Do you understand the sheer amount of effort mankind must spend on soil engineering, irrigation, fertilizers and genetic engineering just to make grains that can feed people?
If we were forced to eat only natural plants (not plants genetically engineered though thousands of years of unnatural selection) then 99.9 percent of mankind would starve.
Meanwhile cows eat natural grass on natural pastures.
We need livestock if we want to live in balance with nature without irreversibly changing the structure of the Earth's biosphere.
I need to see the papers you're reading about this. I've never seen anything scientific suggesting this is true, and if anything, it's the complete opposite: we need to eat plants instead, because it would actually reduce burdens on arable land while reducing overall GHG emissions.
In North America the average farm is using massive amounts of inputs from other farms. Whether it's grass or grains, these inputs from from conventional farms using fertilizers and irrigation that we could be putting into human-friendly crops. That's an insane waste of energy and resources.
Sure there are farms using fewer inputs from arable land, and that's great. Perhaps those are the only ones which should raise livestock. The rest should stop, because the inefficiency comes with externalities our countries and the world literally cannot sustain.
I think you're misinformed. As parent request, you need citations to support your honestly pretty wild claims.

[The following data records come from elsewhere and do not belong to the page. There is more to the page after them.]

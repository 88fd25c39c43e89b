use chrono::{DateTime, Utc};
use pool_statsd::memory::{MemoryConnection, MemoryDatabase, MemoryError};
use pool_statsd::{
    CallableStatement, Connection, InstrumentedConnection, PoolHook, PreparedStatement, Statement,
    StatsdInterceptor, Value,
};
use rand::rngs::StdRng;
use rand::Rng;
use rand::SeedableRng;
use serde::{Deserialize, Serialize};
use std::sync::atomic::{AtomicBool, Ordering};
use std::sync::Arc;
use std::time::{Duration, Instant};
use tokio::task::JoinHandle;

type PooledConnection = InstrumentedConnection<MemoryConnection>;

// ─── Plan ────────────────────────────────────────────────────────

/// Shape of one load run. Every worker borrows its own intercepted
/// connection for the whole run.
#[derive(Debug, Clone, Serialize, Deserialize)]
pub struct LoadPlan {
    #[serde(default = "default_workers")]
    pub workers: u32,
    #[serde(default = "default_duration")]
    pub duration_secs: u64,
    /// Share of units of work that only read (0 to 100)
    #[serde(default = "default_read_pct")]
    pub read_pct: u8,
}

fn default_workers() -> u32 {
    8
}
fn default_duration() -> u64 {
    30
}
fn default_read_pct() -> u8 {
    70
}

impl Default for LoadPlan {
    fn default() -> Self {
        Self {
            workers: default_workers(),
            duration_secs: default_duration(),
            read_pct: default_read_pct(),
        }
    }
}

impl LoadPlan {
    pub fn validate(&self) -> Result<(), String> {
        if !(1..=256).contains(&self.workers) {
            return Err(format!("workers must be 1..=256, got {}", self.workers));
        }
        if !(1..=300).contains(&self.duration_secs) {
            return Err(format!("duration_secs must be 1..=300, got {}", self.duration_secs));
        }
        if self.read_pct > 100 {
            return Err(format!("read_pct must be 0..=100, got {}", self.read_pct));
        }
        Ok(())
    }
}

// ─── Run handle ──────────────────────────────────────────────────

/// A started run; dropping it does not stop the workers, `stop` does.
pub struct LoadRun {
    pub plan: LoadPlan,
    pub started_at: DateTime<Utc>,
    running: Arc<AtomicBool>,
    handle: JoinHandle<()>,
}

impl LoadRun {
    pub fn start(plan: LoadPlan, hook: Arc<StatsdInterceptor>, db: MemoryDatabase) -> Self {
        let running = Arc::new(AtomicBool::new(true));
        tracing::info!(
            workers = plan.workers,
            duration_secs = plan.duration_secs,
            read_pct = plan.read_pct,
            "Starting load run"
        );
        let handle = tokio::spawn(run(running.clone(), hook, db, plan.clone()));
        Self {
            plan,
            started_at: Utc::now(),
            running,
            handle,
        }
    }

    pub fn is_finished(&self) -> bool {
        self.handle.is_finished()
    }

    /// Ask the workers to stop and wait until they have.
    pub async fn stop(self) {
        self.running.store(false, Ordering::SeqCst);
        if let Err(e) = self.handle.await {
            tracing::warn!(error = %e, "Load run ended abnormally");
        }
    }
}

// ─── Driver ──────────────────────────────────────────────────────

async fn run(
    running: Arc<AtomicBool>,
    hook: Arc<StatsdInterceptor>,
    db: MemoryDatabase,
    plan: LoadPlan,
) {
    let deadline = Instant::now() + Duration::from_secs(plan.duration_secs);
    prepare_schema(&db);

    let mut handles = Vec::with_capacity(plan.workers as usize);
    for worker_id in 0..plan.workers {
        let running = running.clone();
        let hook = hook.clone();
        let db = db.clone();
        let read_pct = plan.read_pct;

        // The resource API is synchronous; keep it off the async workers
        handles.push(tokio::task::spawn_blocking(move || {
            worker(worker_id, running, hook, db, deadline, read_pct);
        }));
    }

    for h in handles {
        if let Err(e) = h.await {
            tracing::warn!(error = %e, "Load worker panicked");
        }
    }

    running.store(false, Ordering::SeqCst);
    tracing::info!("Load run finished");
}

fn prepare_schema(db: &MemoryDatabase) {
    let mut conn = db.connect();
    let created = conn
        .create_statement()
        .and_then(|mut s| s.execute("CREATE TABLE orders (id INTEGER, item TEXT, qty INTEGER)"));
    if let Err(e) = created {
        tracing::warn!(error = %e, "Could not create demo schema");
    }
}

// ─── Worker loop ─────────────────────────────────────────────────

fn worker(
    id: u32,
    running: Arc<AtomicBool>,
    hook: Arc<StatsdInterceptor>,
    db: MemoryDatabase,
    deadline: Instant,
    read_pct: u8,
) {
    // Each worker gets its own deterministic RNG seeded uniquely.
    let mut rng = StdRng::seed_from_u64(1000 + id as u64);

    let mut conn = match hook.intercept(db.connect()) {
        Ok(c) => c,
        Err(e) => {
            tracing::error!(worker = id, error = %e, "Cannot intercept connection");
            return;
        }
    };

    while running.load(Ordering::Relaxed) && Instant::now() < deadline {
        let is_read = rng.gen_range(0u8..100) < read_pct;

        let result = if is_read {
            do_read(&mut rng, &mut conn)
        } else {
            do_write(&mut rng, &mut conn)
        };

        if let Err(e) = result {
            tracing::debug!(worker = id, error = %e, "Demo operation failed");
        }
    }

    PoolHook::<MemoryConnection>::reset(&*hook, &mut conn);
    if let Err(e) = conn.close() {
        tracing::debug!(worker = id, error = %e, "Close failed");
    }
}

// ─── Read operations ─────────────────────────────────────────────

fn do_read(rng: &mut StdRng, conn: &mut PooledConnection) -> Result<(), MemoryError> {
    // 80 % plain queries, 20 % stored-procedure calls
    if rng.gen_bool(0.8) {
        let mut stmt = conn.create_statement()?;
        let rows = stmt.execute_query("SELECT * FROM orders LIMIT 50")?;
        tracing::trace!(rows = rows.len(), "Read orders");
        stmt.close()
    } else {
        let mut call = conn.prepare_call("CALL count_orders(?)")?;
        call.register_out_parameter(1)?;
        call.execute_prepared()?;
        let total = call.out_value(1)?;
        tracing::trace!(?total, "Counted orders");
        call.close()
    }
}

// ─── Write operations ────────────────────────────────────────────

fn do_write(rng: &mut StdRng, conn: &mut PooledConnection) -> Result<(), MemoryError> {
    static ITEMS: &[&str] = &["keyboard", "monitor", "cable", "dock", "mouse"];

    conn.set_auto_commit(false)?;

    let mut insert = conn.prepare_statement("INSERT INTO orders VALUES (?, ?, ?)")?;
    let rows = rng.gen_range(1..=4);
    for _ in 0..rows {
        insert.bind(1, Value::Int(rng.gen_range(1..=1_000_000)))?;
        insert.bind(2, Value::Text(ITEMS[rng.gen_range(0..ITEMS.len())].into()))?;
        insert.bind(3, Value::Int(rng.gen_range(1..=10)))?;
        insert.add_batch_prepared()?;
    }
    insert.execute_batch()?;
    insert.close()?;

    // A small share of transactions fail and roll back, so error timings show up too
    let outcome = if rng.gen_bool(0.05) {
        conn.create_statement()
            .and_then(|mut s| s.execute_update("FAIL constraint violation"))
    } else {
        Ok(0)
    };

    match outcome {
        Ok(_) => conn.commit()?,
        Err(e) => {
            conn.rollback()?;
            return Err(e);
        }
    }

    conn.set_auto_commit(true)
}

#[cfg(test)]
mod tests {
    use super::*;

    #[test]
    fn plan_defaults_apply_to_missing_fields() {
        let plan: LoadPlan = serde_json::from_str(r#"{"workers": 2}"#).unwrap();
        assert_eq!(plan.workers, 2);
        assert_eq!(plan.duration_secs, 30);
        assert!(plan.validate().is_ok());
    }

    #[test]
    fn plan_bounds_are_enforced() {
        let plan = LoadPlan {
            read_pct: 101,
            ..LoadPlan::default()
        };
        assert!(plan.validate().unwrap_err().contains("read_pct"));

        let plan = LoadPlan {
            workers: 0,
            ..LoadPlan::default()
        };
        assert!(plan.validate().is_err());
    }

    #[test]
    fn read_and_write_units_report_through_the_hook() {
        let db = MemoryDatabase::new();
        prepare_schema(&db);

        let mut hook = StatsdInterceptor::new();
        let props: std::collections::HashMap<String, String> = [
            ("hostname", "127.0.0.1"),
            ("port", "9"),
            ("sampleRate", "1.0"),
            ("prefix", "demo."),
        ]
        .iter()
        .map(|(k, v)| (k.to_string(), v.to_string()))
        .collect();
        PoolHook::<MemoryConnection>::configure(&mut hook, &props).unwrap();

        let mut conn = hook.intercept(db.connect()).unwrap();
        let mut rng = StdRng::seed_from_u64(5);
        for _ in 0..20 {
            // the FAIL branch surfaces as an error after its rollback
            let _ = do_write(&mut rng, &mut conn);
            do_read(&mut rng, &mut conn).unwrap();
        }
        assert!(db.row_count("orders") > 0);
    }
}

Land used for growing livestock feed would in a very large part be just as suitable for human food production, and we wouldn't even use that much of it. Ruminants are not any kind of necessary part of food security, on the contrary -- without livestock large parts of current farm land could be released back to nature.
Nobody is suggesting to eat "natural plants" as neolithic gatherers might have done.
Before Europeans colonized North America there were 30+ million bison roaming the plains. Today, we have have 30 million beef cattle. People make it out to be like the scale is unnatural but Mother Nature is quite capable of scale herself.
The key thing here is that those bison were eating grasses and leafy greens from the wild, not from extensive grass and grain farming operations (all of which largely exclude other plant, animal, and insect life). 30 million bison roaming and grazing makes sense, but sustaining them largely off of conventional farm outputs isn't the same thing.
If we were forced to eat only natural plants (not plants genetically engineered though thousands of years of unnatural selection) then 99.9 percent of mankind would starve.
Meanwhile cows eat natural grass on natural pastures.
We need livestock if we want to live in balance with nature without irreversibly changing the structure of the Earth's biosphere.